E’ difficile prendere posizione su un libro di uno dei tuoi autori preferiti, specie se è un mostro sacro come William Gibson. Zero History, appena uscito all’estero, prevedo almeno tra un annetto nelle librerie italiane, è il terzo episodio di una saga cominciata con Pattern Recognition (L’Accademia dei Sogni) e proseguita con Spook Country (Guerreros). Sul secondo episodio ho scritto una recensione abbastanza lunga, mentre per il primo purtroppo mi sa che il blog non era ancora uno strumento che usassi molto. Il terzo episodio chiude il cerchio, anche se non lo fa con un’opera degna delle due precedenti. Ma anche questo è un grande classico di Gibson: mi ricordo la delusione di Mona Lisa Overdrive rispetto a Neuromancer o Count Zero; il lupo perde il pelo ma non il vizio.
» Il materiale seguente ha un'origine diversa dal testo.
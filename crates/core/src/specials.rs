//! Special piece resolver - what a classified match earns, and where it lands

use crate::matcher::MatchResult;
use crate::types::{Color, Orientation, Position, SpecialKind};

/// A special piece to place after a match is cleared
#[derive(Debug, Clone, Copy, PartialEq, Eq, Hash)]
pub struct SpecialSpawn {
    pub kind: SpecialKind,
    pub color: Color,
    pub position: Position,
}

/// Special earned by a match, if any.
///
/// L/T shapes win over length and always spawn at the pivot. Straight runs of 4 and
/// 5+ spawn on the swapped cell when the player's swap touched the match (`to`
/// first), otherwise at the pivot.
pub fn resolve_special(
    m: &MatchResult,
    swap: Option<(Position, Position)>,
) -> Option<SpecialSpawn> {
    if m.is_l_shape {
        return Some(SpecialSpawn {
            kind: SpecialKind::AreaClear,
            color: m.color,
            position: m.pivot,
        });
    }

    let kind = match m.length {
        0..=3 => return None,
        // A run clears across itself.
        4 => match m.orientation {
            Orientation::Horizontal => SpecialKind::ColumnClear,
            Orientation::Vertical => SpecialKind::RowClear,
        },
        _ => SpecialKind::ColorClear,
    };

    let position = swap
        .and_then(|(from, to)| [to, from].into_iter().find(|&p| m.contains(p)))
        .unwrap_or(m.pivot);

    Some(SpecialSpawn {
        kind,
        color: m.color,
        position,
    })
}

#[cfg(test)]
mod tests {
    use super::*;
    use crate::board::Board;
    use crate::matcher::find_matches;

    fn only_match(rows: &[&str]) -> MatchResult {
        let board = Board::from_layout(rows).unwrap();
        let mut matches = find_matches(&board);
        assert_eq!(matches.len(), 1);
        matches.remove(0)
    }

    #[test]
    fn run_of_three_earns_nothing() {
        let m = only_match(&["RRRG", "GBYB", "BYGY"]);
        assert_eq!(resolve_special(&m, None), None);
    }

    #[test]
    fn horizontal_four_makes_column_clear_at_pivot() {
        let m = only_match(&["GGGG", "RBYB", "BYRY"]);
        let spawn = resolve_special(&m, None).unwrap();
        assert_eq!(spawn.kind, SpecialKind::ColumnClear);
        assert_eq!(spawn.position, Position::new(0, 2));
        assert_eq!(spawn.color, Color::Green);
    }

    #[test]
    fn vertical_four_makes_row_clear() {
        let m = only_match(&["BR", "BG", "BY", "BG"]);
        let spawn = resolve_special(&m, None).unwrap();
        assert_eq!(spawn.kind, SpecialKind::RowClear);
    }

    #[test]
    fn four_spawns_on_swapped_cell_inside_match() {
        let m = only_match(&["GGGG", "RBYB", "BYRY"]);
        let swap = (Position::new(1, 0), Position::new(0, 0));
        let spawn = resolve_special(&m, Some(swap)).unwrap();
        assert_eq!(spawn.position, Position::new(0, 0));

        let outside = (Position::new(1, 1), Position::new(2, 1));
        let spawn = resolve_special(&m, Some(outside)).unwrap();
        assert_eq!(spawn.position, m.pivot);
    }

    #[test]
    fn five_makes_color_clear() {
        let m = only_match(&["BBBBB", "RGRGR", "GRGRG"]);
        let spawn = resolve_special(&m, None).unwrap();
        assert_eq!(spawn.kind, SpecialKind::ColorClear);
        assert_eq!(spawn.position, Position::new(0, 2));
    }

    #[test]
    fn l_shape_beats_length_and_uses_pivot() {
        let m = only_match(&["YYYYG", "YBGBR", "YGBGB"]);
        assert_eq!(m.length, 4);
        let swap = (Position::new(1, 3), Position::new(0, 3));
        let spawn = resolve_special(&m, Some(swap)).unwrap();
        assert_eq!(spawn.kind, SpecialKind::AreaClear);
        assert_eq!(spawn.position, Position::new(0, 0));
    }
}
//! Shared configuration for huesync.
//!
//! TOML bridge profiles, credential resolution (env + keyring + plaintext),
//! and translation to `huesync_api::BridgeConfig` plus the transport and
//! sync settings that go with it. Read-only: nothing is written back.

use std::collections::HashMap;
use std::path::{Path, PathBuf};
use std::time::Duration;

use directories::ProjectDirs;
use figment::{
    Figment,
    providers::{Env, Format, Serialized, Toml},
};
use secrecy::SecretString;
use serde::{Deserialize, Serialize};
use thiserror::Error;
use tracing::debug;

use huesync_api::{BridgeConfig, ReconnectPolicy, TlsMode, TransportConfig};
use huesync_core::SyncParameters;

const KEYRING_SERVICE: &str = "huesync";
const REDACTED: &str = "********";

// ── Error ───────────────────────────────────────────────────────────

#[derive(Debug, Error)]
pub enum ConfigError {
    #[error("invalid {field}: {reason}")]
    Validation { field: String, reason: String },

    #[error("profile '{name}' not found")]
    ProfileNotFound { name: String, available: String },

    #[error("failed to serialize config: {0}")]
    Serialization(#[from] toml::ser::Error),

    #[error("config loading failed: {0}")]
    Figment(Box<figment::Error>),
}

impl From<figment::Error> for ConfigError {
    fn from(err: figment::Error) -> Self {
        Self::Figment(Box::new(err))
    }
}

// ── TOML config structs ─────────────────────────────────────────────

/// Top-level TOML configuration.
#[derive(Debug, Clone, Deserialize, Serialize)]
pub struct Config {
    /// Default profile name.
    pub default_profile: Option<String>,

    /// Global defaults.
    #[serde(default)]
    pub defaults: Defaults,

    /// Named bridge profiles.
    #[serde(default)]
    pub profiles: HashMap<String, Profile>,
}

impl Default for Config {
    fn default() -> Self {
        Self {
            default_profile: Some("default".into()),
            defaults: Defaults::default(),
            profiles: HashMap::new(),
        }
    }
}

impl Config {
    /// Look up a profile by name.
    pub fn profile(&self, name: &str) -> Result<&Profile, ConfigError> {
        self.profiles.get(name).ok_or_else(|| {
            let mut names: Vec<&str> = self.profiles.keys().map(String::as_str).collect();
            names.sort_unstable();
            ConfigError::ProfileNotFound {
                name: name.into(),
                available: if names.is_empty() {
                    "(none)".into()
                } else {
                    names.join(", ")
                },
            }
        })
    }

    /// Copy with every plaintext secret masked, for display.
    pub fn redacted(&self) -> Self {
        let mut copy = self.clone();
        for profile in copy.profiles.values_mut() {
            if profile.application_key.is_some() {
                profile.application_key = Some(REDACTED.into());
            }
            if profile.client_key.is_some() {
                profile.client_key = Some(REDACTED.into());
            }
        }
        copy
    }
}

#[derive(Debug, Clone, Deserialize, Serialize)]
pub struct Defaults {
    #[serde(default = "default_output")]
    pub output: String,

    #[serde(default = "default_color")]
    pub color: String,

    /// Control request timeout in seconds.
    #[serde(default = "default_timeout")]
    pub timeout: u64,

    #[serde(default = "default_brightness")]
    pub brightness: f64,

    #[serde(default = "default_intensity")]
    pub intensity: f64,
}

impl Default for Defaults {
    fn default() -> Self {
        Self {
            output: default_output(),
            color: default_color(),
            timeout: default_timeout(),
            brightness: default_brightness(),
            intensity: default_intensity(),
        }
    }
}

fn default_output() -> String {
    "table".into()
}
fn default_color() -> String {
    "auto".into()
}
fn default_timeout() -> u64 {
    30
}
fn default_brightness() -> f64 {
    SyncParameters::default().brightness
}
fn default_intensity() -> f64 {
    SyncParameters::default().intensity
}

/// A named bridge profile.
#[derive(Debug, Clone, Default, Deserialize, Serialize)]
pub struct Profile {
    /// Bridge host name or IP (e.g., "192.168.1.20").
    pub address: String,

    /// Application key (plaintext; prefer keyring or env var).
    pub application_key: Option<String>,

    /// Environment variable name containing the application key.
    pub application_key_env: Option<String>,

    /// Hex client key used as the streaming pre-shared key.
    pub client_key: Option<String>,

    /// Environment variable name containing the client key.
    pub client_key_env: Option<String>,

    /// Default entertainment area, by id or name.
    pub area: Option<String>,

    /// Path to a custom CA certificate for the bridge.
    pub ca_cert: Option<PathBuf>,

    /// Override timeout.
    pub timeout: Option<u64>,

    /// Override sync brightness.
    pub brightness: Option<f64>,

    /// Override sync intensity.
    pub intensity: Option<f64>,

    /// Event-stream reconnect attempts before giving up.
    pub event_retries: Option<u32>,
}

// ── Config file path ────────────────────────────────────────────────

/// Resolve the config file path via XDG / platform conventions.
pub fn config_path() -> PathBuf {
    ProjectDirs::from("io", "huesync", "huesync").map_or_else(
        || {
            let mut p = dirs_fallback();
            p.push("config.toml");
            p
        },
        |dirs| dirs.config_dir().join("config.toml"),
    )
}

fn dirs_fallback() -> PathBuf {
    let mut p = PathBuf::from(std::env::var("HOME").unwrap_or_else(|_| ".".into()));
    p.push(".config");
    p.push("huesync");
    p
}

// ── Config loading ──────────────────────────────────────────────────

/// Load the full Config from the default file + environment.
pub fn load_config() -> Result<Config, ConfigError> {
    load_config_from(&config_path())
}

/// Load the full Config from `path` + environment.
///
/// Nested keys are separated by a double underscore in variable names,
/// e.g. `HUESYNC_DEFAULTS__BRIGHTNESS`.
pub fn load_config_from(path: &Path) -> Result<Config, ConfigError> {
    debug!(path = %path.display(), "loading config");
    let figment = Figment::new()
        .merge(Serialized::defaults(Config::default()))
        .merge(Toml::file(path))
        .merge(Env::prefixed("HUESYNC_").split("__"));

    let config: Config = figment.extract()?;
    Ok(config)
}

/// Render a config as TOML.
pub fn to_toml(cfg: &Config) -> Result<String, ConfigError> {
    Ok(toml::to_string_pretty(cfg)?)
}

/// Resolve the active profile name from an explicit choice and config.
pub fn active_profile_name(explicit: Option<&str>, config: &Config) -> String {
    explicit
        .map(str::to_owned)
        .or_else(|| config.default_profile.clone())
        .unwrap_or_else(|| "default".into())
}

// ── Credential resolution ───────────────────────────────────────────

/// Secrets for one bridge. Either may be absent: pairing needs neither,
/// control calls need the application key, streaming needs both.
#[derive(Debug, Clone, Default)]
pub struct BridgeCredentials {
    pub application_key: Option<SecretString>,
    pub client_key: Option<SecretString>,
}

/// Resolve both bridge secrets for a profile.
///
/// Each secret is looked up in its `*_env` variable, then the system
/// keyring, then the plaintext profile value.
pub fn resolve_credentials(profile: &Profile, profile_name: &str) -> BridgeCredentials {
    BridgeCredentials {
        application_key: resolve_secret(
            profile.application_key_env.as_deref(),
            || keyring_secret(profile_name, "application-key"),
            profile.application_key.as_deref(),
        ),
        client_key: resolve_secret(
            profile.client_key_env.as_deref(),
            || keyring_secret(profile_name, "client-key"),
            profile.client_key.as_deref(),
        ),
    }
}

fn resolve_secret(
    env_name: Option<&str>,
    keyring: impl FnOnce() -> Option<String>,
    plaintext: Option<&str>,
) -> Option<SecretString> {
    // 1. Env var named by the profile
    if let Some(value) = env_name.and_then(|name| std::env::var(name).ok()) {
        return Some(SecretString::from(value));
    }

    // 2. System keyring
    if let Some(value) = keyring() {
        return Some(SecretString::from(value));
    }

    // 3. Plaintext in config
    plaintext.map(|value| SecretString::from(value.to_owned()))
}

fn keyring_secret(profile_name: &str, kind: &str) -> Option<String> {
    let entry = keyring::Entry::new(KEYRING_SERVICE, &format!("{profile_name}/{kind}")).ok()?;
    entry.get_password().ok()
}

// ── Profile translation ─────────────────────────────────────────────

/// Build a `BridgeConfig` from a profile and already-resolved secrets.
pub fn build_bridge_config(
    profile: &Profile,
    credentials: BridgeCredentials,
) -> Result<BridgeConfig, ConfigError> {
    let mut config = BridgeConfig::new(profile.address.as_str()).map_err(|e| {
        ConfigError::Validation {
            field: "address".into(),
            reason: e.to_string(),
        }
    })?;
    if let Some(key) = credentials.application_key {
        config = config.with_application_key(key);
    }
    if let Some(key) = credentials.client_key {
        config = config.with_client_key(key);
    }
    Ok(config)
}

/// HTTP transport settings for a profile.
pub fn transport_config(profile: &Profile, defaults: &Defaults) -> TransportConfig {
    let tls = profile
        .ca_cert
        .as_ref()
        .map_or(TlsMode::DangerAcceptInvalid, |path| {
            TlsMode::CustomCa(path.clone())
        });

    TransportConfig {
        tls,
        timeout: Duration::from_secs(profile.timeout.unwrap_or(defaults.timeout)),
        ..TransportConfig::default()
    }
}

/// Sync parameters for a profile, falling back to global defaults.
pub fn sync_parameters(profile: &Profile, defaults: &Defaults) -> SyncParameters {
    SyncParameters::new(
        profile.brightness.unwrap_or(defaults.brightness),
        profile.intensity.unwrap_or(defaults.intensity),
    )
}

/// Event-stream reconnect behavior for a profile.
pub fn reconnect_policy(profile: &Profile) -> ReconnectPolicy {
    profile
        .event_retries
        .map_or_else(ReconnectPolicy::default, ReconnectPolicy::retrying)
}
Il romanzo parte da dove ha lasciato il precedente, dal problema di come venga definita la realtà attraverso le tecnologie, di come non ci possa essere un futuro definito come eravamo abituati a fare, dato che il presente è definito in maniera estremamente nuova. Già dal titolo Zero History vuole parlare del passato, ma non in senso classico. Ne parla come di qualcosa che non esiste più, che è zero, facendo scontrare il personaggio principale, sempre Hollis Henry con il deus ex machina di tutti e tre i libri, l’eclettico imprenditore Hubertus Bigend. Hollis siamo noi e Hubertus rappresenta la sintonia con il mondo (post)moderno: Hubertus è nemico della stasi e ossessionato dall’idea dell’atemporalità, e cerca un modo per far scomparire il mercato attraverso la sua trasformazione in un eterno presente, impossibile da prevedere e anche da ricordare. Hollis è l’imprevisto, il cuore di tutto ciò che è motore del cambiamento e della resistenza ad un mondo che si allontana da noi: perché per Gibson sono gli esseri umani l’unica speranza. Forse è invecchiato, o forse sono invecchiato io, ma faccio fatica a concordare. 🙂
Questa battaglia tra eterno presente e umanità del tempo si collega in maniera non del tutto lineare con gli altri temi della trilogia, e in particolare con la funzione dei brand e del mercato nella definizione della nostra vita, del paradigma in cui ci muoviamo, come una sorta di vera e propria bussola semantica. Se una visione moderna del brand è quella per cui i “target” non comprano merce, ma narrazioni, ontologie direbbe qualcuno, lo scontro semiotico sullo sfondo del libro è quello che cerca un superamento di questo stadio evolutivo del marchio: Bigend cerca disperatamente di comprendere i meccanismi di un brand che non è un brand, e che tuttavia genera ontologie capaci di stimolare un senso di appartenenza e di mitopoiesi superiori a quelli della moderna narrazione epica via fidelizzazione commerciale. Dall’altro chi ha immaginato questo meccanismo, che ha reso la segretezza del mito l’essenza stessa del mito e la sua adattabilità alla vita di ogni persona, continua con un processo di costante sottrazione alla definizione di ciò che è, di ciò che è stato e di cio che sarà. E’ una salto quantico nell’isolamento temporale dell’eterno presente.
Un tempo sempre presente, mai identico a sé stesso, capace di generare attenzione e percezione di altro, della vita e degli esseri umani, di nuovo al centro della creazione e della storia. Il cerchio si chiude. Zero History o History Zero? Gibson evidentemente è diventato un’ottimista, mentre il sottoscritto pensa che l’umano abbia poche speranze di smentire la sua vocazione alla sopravvivenza attraverso la degenerazione e la ferocia. Spero abbia ragione il mitico William.